→ MATERIAL TO PROCESS:
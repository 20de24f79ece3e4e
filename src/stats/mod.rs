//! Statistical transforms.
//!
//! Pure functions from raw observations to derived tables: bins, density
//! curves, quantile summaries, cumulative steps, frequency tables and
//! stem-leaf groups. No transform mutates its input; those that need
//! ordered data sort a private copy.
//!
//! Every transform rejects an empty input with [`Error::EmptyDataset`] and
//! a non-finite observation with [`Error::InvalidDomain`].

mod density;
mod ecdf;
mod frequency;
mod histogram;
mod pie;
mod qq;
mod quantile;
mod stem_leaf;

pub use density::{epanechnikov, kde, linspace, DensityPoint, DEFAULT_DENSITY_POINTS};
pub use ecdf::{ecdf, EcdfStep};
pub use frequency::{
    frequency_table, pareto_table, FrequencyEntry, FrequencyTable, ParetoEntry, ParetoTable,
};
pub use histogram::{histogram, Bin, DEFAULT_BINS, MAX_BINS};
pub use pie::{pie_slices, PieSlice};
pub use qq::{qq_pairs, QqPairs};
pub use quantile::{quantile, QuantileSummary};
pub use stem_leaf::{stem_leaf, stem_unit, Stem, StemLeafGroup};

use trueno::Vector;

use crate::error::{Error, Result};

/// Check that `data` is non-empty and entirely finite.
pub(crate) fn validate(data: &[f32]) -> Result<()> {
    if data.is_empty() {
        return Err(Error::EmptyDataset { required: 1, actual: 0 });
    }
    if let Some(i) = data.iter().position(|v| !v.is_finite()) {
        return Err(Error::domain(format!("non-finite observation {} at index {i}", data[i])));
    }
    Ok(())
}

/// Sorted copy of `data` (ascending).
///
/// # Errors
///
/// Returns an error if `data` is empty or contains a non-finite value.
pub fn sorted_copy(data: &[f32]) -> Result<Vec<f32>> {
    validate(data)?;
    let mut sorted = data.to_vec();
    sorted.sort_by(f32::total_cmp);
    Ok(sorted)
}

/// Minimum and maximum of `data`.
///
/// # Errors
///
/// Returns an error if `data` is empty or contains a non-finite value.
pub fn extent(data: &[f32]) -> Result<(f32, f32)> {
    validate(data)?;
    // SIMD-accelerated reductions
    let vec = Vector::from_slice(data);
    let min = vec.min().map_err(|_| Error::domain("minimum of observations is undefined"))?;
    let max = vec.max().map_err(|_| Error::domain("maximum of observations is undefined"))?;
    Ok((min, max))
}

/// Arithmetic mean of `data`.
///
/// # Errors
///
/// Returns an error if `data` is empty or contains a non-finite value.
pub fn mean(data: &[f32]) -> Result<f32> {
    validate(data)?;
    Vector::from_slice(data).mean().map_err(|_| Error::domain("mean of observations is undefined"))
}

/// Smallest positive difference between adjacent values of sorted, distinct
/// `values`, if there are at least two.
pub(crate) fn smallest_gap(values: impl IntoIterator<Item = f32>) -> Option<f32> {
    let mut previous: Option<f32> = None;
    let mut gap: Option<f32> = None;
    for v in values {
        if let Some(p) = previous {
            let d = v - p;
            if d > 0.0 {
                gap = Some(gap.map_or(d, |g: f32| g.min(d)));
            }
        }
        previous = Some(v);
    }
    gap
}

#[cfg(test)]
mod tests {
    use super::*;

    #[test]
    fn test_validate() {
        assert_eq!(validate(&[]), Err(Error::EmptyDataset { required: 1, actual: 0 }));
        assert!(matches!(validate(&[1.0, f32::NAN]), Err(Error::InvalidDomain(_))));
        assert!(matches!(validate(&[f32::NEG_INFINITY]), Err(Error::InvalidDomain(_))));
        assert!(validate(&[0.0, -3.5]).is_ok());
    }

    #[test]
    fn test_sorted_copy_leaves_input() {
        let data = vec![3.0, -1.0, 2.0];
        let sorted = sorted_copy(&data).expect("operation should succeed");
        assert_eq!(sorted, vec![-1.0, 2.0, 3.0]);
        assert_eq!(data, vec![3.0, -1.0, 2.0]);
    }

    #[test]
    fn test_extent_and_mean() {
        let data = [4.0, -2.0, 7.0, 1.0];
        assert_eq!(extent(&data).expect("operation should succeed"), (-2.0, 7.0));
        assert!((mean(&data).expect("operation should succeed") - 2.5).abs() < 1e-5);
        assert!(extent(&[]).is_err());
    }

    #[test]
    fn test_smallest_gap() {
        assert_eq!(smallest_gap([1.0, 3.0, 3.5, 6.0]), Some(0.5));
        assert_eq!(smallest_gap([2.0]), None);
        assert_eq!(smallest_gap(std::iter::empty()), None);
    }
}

→ TASK TO CARRY OUT:
Your answer should consist of copies of the lines above that include the string "actual".

→ ANSWER FOR THIS EXERCISE:
        return Err(Error::EmptyDataset { required: 1, actual: 0 });
        assert_eq!(validate(&[]), Err(Error::EmptyDataset { required: 1, actual: 0 }));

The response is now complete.